A global map of microbial residence time

Cite this dataset

He, Liyuan; Xu, Xiaofeng (2021). A global map of microbial residence time [Dataset]. Dryad.


Soil microbes are the fundamental engine for carbon (C) cycling. Microbial residence time (MRT) therefore determines the mineralization of soil organic C, releasing C as heterotrophic respiration and contributing substantially to the C efflux in terrestrial ecosystems. We took use of a comprehensive dataset (2627 data points) and calculated the MRT based on the basal respiration and microbial biomass C. Large variations in MRT were found among biomes, with the largest MRT in boreal forests and grasslands and smallest in natural wetlands. Biogeographic patterns of MRT were found along climate (temperature and precipitation), vegetation variables (root C density and net primary productivity), and edaphic factors (soil texture, pH, topsoil porosity, soil C, and total nitrogen). Among environmental factors, edaphic properties dominate the MRT variations. We further mapped the MRT at the global scale with an empirical model. The simulated and observed MRT were highly consistent at plot‐ (R2=0.86), site‐ (R2=0.88), and biome‐ (R2=0.99) levels. The global average of MRT was estimated to be 38 (±5) days. A clear latitudinal biogeographic pattern was found for MRT with lower values in tropical regions and higher values in the Arctic. The biome‐ and global‐level estimates of MRT serve as valuable data for parameterizing and benchmarking microbial models.


Data sources

This study was based on the soil microbial metabolic quotient dataset in Xu et al. (2017), which synthesized data spanning from 1970 to 2016. In this study, we further updated that dataset to 2020. The same criteria for data compilation in Xu et al (2017) have been applied to update the dataset in this study. Specifically, we searched publications in Google Scholar ( using the keyword combinations of “basal respiration”, “soil microbial biomass”, “soil microbial turnover rate”, “soil microbial metabolic quotient”, and “soil microbial residence time”. We screened the papers via following criteria: 1) both soil basal respiration and microbial biomass C were reported; 2) any of soil microbial turnover rate, soil microbial metabolic quotient, and MRT estimated based on basal respiration rate in lab conditions was clearly reported; 3) no contamination and disturbance occurred during sampling; and 4) lab incubation for basal respiration is less than 40 days as long incubation experiments may cause a shift in microbial community, which does not represent MRT in the sampled soils.

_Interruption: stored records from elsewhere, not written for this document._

use std::{
    collections::BTreeSet,
    sync::{
        Arc,
        atomic::{AtomicBool, Ordering},
    },
    time::Duration,
};

use parking_lot::Mutex;
use tracing::{error, info, warn};

use crate::{
    backend::{CourseBackend, RemoteStatus, whole_percent},
    course::{EnrollmentId, LessonId},
    enrollment::{EnrollmentReconciler, EnrollmentState},
    error::{Error, Result},
    progress::{ProgressSnapshot, ProgressTracker},
    utils::{now, with_timeout},
};

#[derive(Debug, Clone, Copy, PartialEq, Eq)]
pub enum Mutation {
    CompleteLesson(LessonId),
}

#[derive(Debug)]
pub enum SyncOutcome {
    Committed {
        snapshot: ProgressSnapshot,
        /// The course completion call went through on this mutation
        course_just_completed: bool,
    },
    /// Progress is stored but marking the course completed failed,
    /// retry with [`SyncCoordinator::report_course_completion`].
    CompletionFailed {
        snapshot: ProgressSnapshot,
        error: Error,
    },
    /// The lesson is back to incomplete, `error` is [`Error::ProgressSyncFailed`].
    RolledBack {
        snapshot: ProgressSnapshot,
        error: Error,
    },
}

impl SyncOutcome {
    pub fn snapshot(&self) -> &ProgressSnapshot {
        match self {
            SyncOutcome::Committed { snapshot, .. }
            | SyncOutcome::CompletionFailed { snapshot, .. }
            | SyncOutcome::RolledBack { snapshot, .. } => snapshot,
        }
    }
}

/// A lesson applied locally and waiting for its progress call.
struct PendingLesson {
    lesson_id: LessonId,
    before: ProgressSnapshot,
    applied: u64,
}

/// What one progress call carried.
struct Dispatch {
    percentage: u8,
    generation: u64,
    lessons: BTreeSet<LessonId>,
}

/// Applies progress mutations locally first, then confirms or rolls them back.
///
/// Remote progress calls are serialized: a mutation arriving while another is in flight is
/// applied locally right away but waits for its remote call. The remote half of a mutation
/// runs on its own task, so it finishes with a commit or a rollback even when the caller
/// stops waiting.
pub struct SyncCoordinator {
    shared: Arc<Shared>,
}

struct Shared {
    backend: Arc<dyn CourseBackend>,
    reconciler: EnrollmentReconciler,
    tracker: Arc<Mutex<ProgressTracker>>,
    in_flight: tokio::sync::Mutex<()>,
    completion_reported: AtomicBool,
    request_timeout: Duration,
}

impl SyncCoordinator {
    pub fn new(
        backend: Arc<dyn CourseBackend>,
        reconciler: EnrollmentReconciler,
        tracker: Arc<Mutex<ProgressTracker>>,
        request_timeout: Duration,
    ) -> Self {
        let already_completed = matches!(reconciler.state(), EnrollmentState::Completed { .. });
        Self {
            shared: Arc::new(Shared {
                backend,
                reconciler,
                tracker,
                in_flight: tokio::sync::Mutex::new(()),
                completion_reported: AtomicBool::new(already_completed),
                request_timeout,
            }),
        }
    }

    pub fn snapshot(&self) -> ProgressSnapshot {
        self.shared.snapshot()
    }

    pub async fn apply_optimistic(&self, mutation: Mutation) -> Result<SyncOutcome> {
        match mutation {
            Mutation::CompleteLesson(lesson_id) => self.complete_lesson(lesson_id).await,
        }
    }

    async fn complete_lesson(&self, lesson_id: LessonId) -> Result<SyncOutcome> {
        let enrollment_id = self.shared.enrollment_id()?;
        let pending = {
            let mut tracker = self.shared.tracker.lock();
            if tracker.is_synced(lesson_id) {
                return Ok(SyncOutcome::Committed {
                    snapshot: tracker.snapshot().clone(),
                    course_just_completed: false,
                });
            }
            let before = tracker.snapshot().clone();
            tracker.complete_lesson(lesson_id)?;
            PendingLesson {
                lesson_id,
                before,
                applied: tracker.generation(),
            }
        };

        let shared = self.shared.clone();
        tokio::spawn(async move { shared.sync_lesson(enrollment_id, pending).await })
            .await
            .map_err(|e| Error::InvariantViolation(format!("progress sync task failed: {e}")))?
    }

    /// Retry the course completion call after a [`SyncOutcome::CompletionFailed`].
    pub async fn report_course_completion(&self) -> Result<SyncOutcome> {
        let shared = &self.shared;
        let enrollment_id = shared.enrollment_id()?;
        let _in_flight = shared.in_flight.lock().await;
        let snapshot = shared.snapshot();
        if !snapshot.is_course_complete {
            return Err(Error::InvariantViolation(format!(
                "course is only {}% complete",
                snapshot.percentage
            )));
        }
        if shared.completion_reported.load(Ordering::SeqCst) {
            return Ok(SyncOutcome::Committed {
                snapshot,
                course_just_completed: false,
            });
        }
        Ok(shared.report_completion(enrollment_id, snapshot).await)
    }
}

impl Shared {
    fn snapshot(&self) -> ProgressSnapshot {
        self.tracker.lock().snapshot().clone()
    }

    async fn sync_lesson(
        &self,
        enrollment_id: EnrollmentId,
        mut pending: PendingLesson,
    ) -> Result<SyncOutcome> {
        let lesson_id = pending.lesson_id;
        let _in_flight = self.in_flight.lock().await;
        let dispatch = {
            let mut tracker = self.tracker.lock();
            // covered by an earlier call that carried the queued lessons
            if tracker.is_synced(lesson_id) {
                return Ok(SyncOutcome::Committed {
                    snapshot: tracker.snapshot().clone(),
                    course_just_completed: false,
                });
            }
            // rolled back by a failed call while this one was queued
            if !tracker.is_completed(lesson_id) {
                pending.before = tracker.snapshot().clone();
                tracker.complete_lesson(lesson_id)?;
                pending.applied = tracker.generation();
            }
            let snapshot = tracker.snapshot();
            Dispatch {
                percentage: snapshot.percentage,
                generation: tracker.generation(),
                lessons: snapshot.completed_lesson_ids.clone(),
            }
        };

        let result = with_timeout(
            self.request_timeout,
            self.backend.update_progress(enrollment_id, dispatch.percentage),
        )
        .await;
        let remote = match result {
            Ok(remote) => remote,
            Err(e) => {
                warn!("progress sync for lesson {} failed, rolling back: {}", lesson_id, e);
                let snapshot = {
                    let mut tracker = self.tracker.lock();
                    if tracker.generation() == pending.applied
                        && !pending.before.completed_lesson_ids.contains(&lesson_id)
                    {
                        tracker.restore(pending.before);
                        tracker.snapshot().clone()
                    } else {
                        tracker.revert_lesson(lesson_id)
                    }
                };
                return Ok(SyncOutcome::RolledBack {
                    snapshot,
                    error: Error::ProgressSyncFailed {
                        lesson_id,
                        source: Box::new(e),
                    },
                });
            }
        };

        let committed = whole_percent(remote.progress_percentage);
        let snapshot = {
            let mut tracker = self.tracker.lock();
            tracker.mark_synced(&dispatch.lessons);
            // a newer local mutation is queued and its answer will supersede this one
            if tracker.generation() == dispatch.generation {
                tracker.apply_remote_percentage(committed)
            } else {
                tracker.snapshot().clone()
            }
        };
        self.reconciler.set_progress(committed);
        if dispatch.percentage == 100
            && committed == 100
            && !self.completion_reported.load(Ordering::SeqCst)
        {
            return Ok(self.report_completion(enrollment_id, snapshot).await);
        }
        Ok(SyncOutcome::Committed {
            snapshot,
            course_just_completed: false,
        })
    }

    async fn report_completion(
        &self,
        enrollment_id: EnrollmentId,
        snapshot: ProgressSnapshot,
    ) -> SyncOutcome {
        let result = with_timeout(
            self.request_timeout,
            self.backend.complete_enrollment(enrollment_id),
        )
        .await
        .and_then(|completion| match completion.status {
            RemoteStatus::Completed => Ok(()),
            status => Err(Error::NetworkFailure(format!(
                "completion answered with status {status:?}"
            ))),
        });
        match result {
            Ok(()) => {
                info!("course completion reported for enrollment {}", enrollment_id);
                self.completion_reported.store(true, Ordering::SeqCst);
                self.reconciler.mark_completed(now());
                SyncOutcome::Committed {
                    snapshot,
                    course_just_completed: true,
                }
            }
            Err(error) => {
                error!(
                    "marking enrollment {} completed failed: {}",
                    enrollment_id, error
                );
                SyncOutcome::CompletionFailed { snapshot, error }
            }
        }
    }

    fn enrollment_id(&self) -> Result<EnrollmentId> {
        self.reconciler
            .state()
            .enrollment_id()
            .ok_or(Error::NotEntitled {
                course_id: self.reconciler.course_id(),
                learner_id: self.reconciler.learner_id(),
            })
    }
}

Collectively, the final dataset included 2627 observations retrieved from 232 papers, covering 9 biomes (i.e., boreal forest, temperate broadleaf forest, temperate coniferous forest, tropical/subtropical forest, grassland, shrubland, bare soils/desert, natural wetlands, and cropland) (Fig. 1). Cropland, temperate broadleaf forest, grassland, and temperate coniferous forest accounted for approximately 46%, 13%, 11%, and 9%, respectively, whereas all other biomes combined accounted for 21% of the whole dataset. The majority of the field sites are located in Europe, Asia, and North America, whereas a relatively small number of observations are from South America, Africa, Australia, and Antarctica. For data points without coordinate information reported, we searched the geographical coordinates based on the names of the study site, city, state, and country. The geographical information was further used for locating the sampling points on the global map to extract climate, edaphic properties, vegetation productivity, and soil microclimate long-term data from global datasets (Xu et al. 2017).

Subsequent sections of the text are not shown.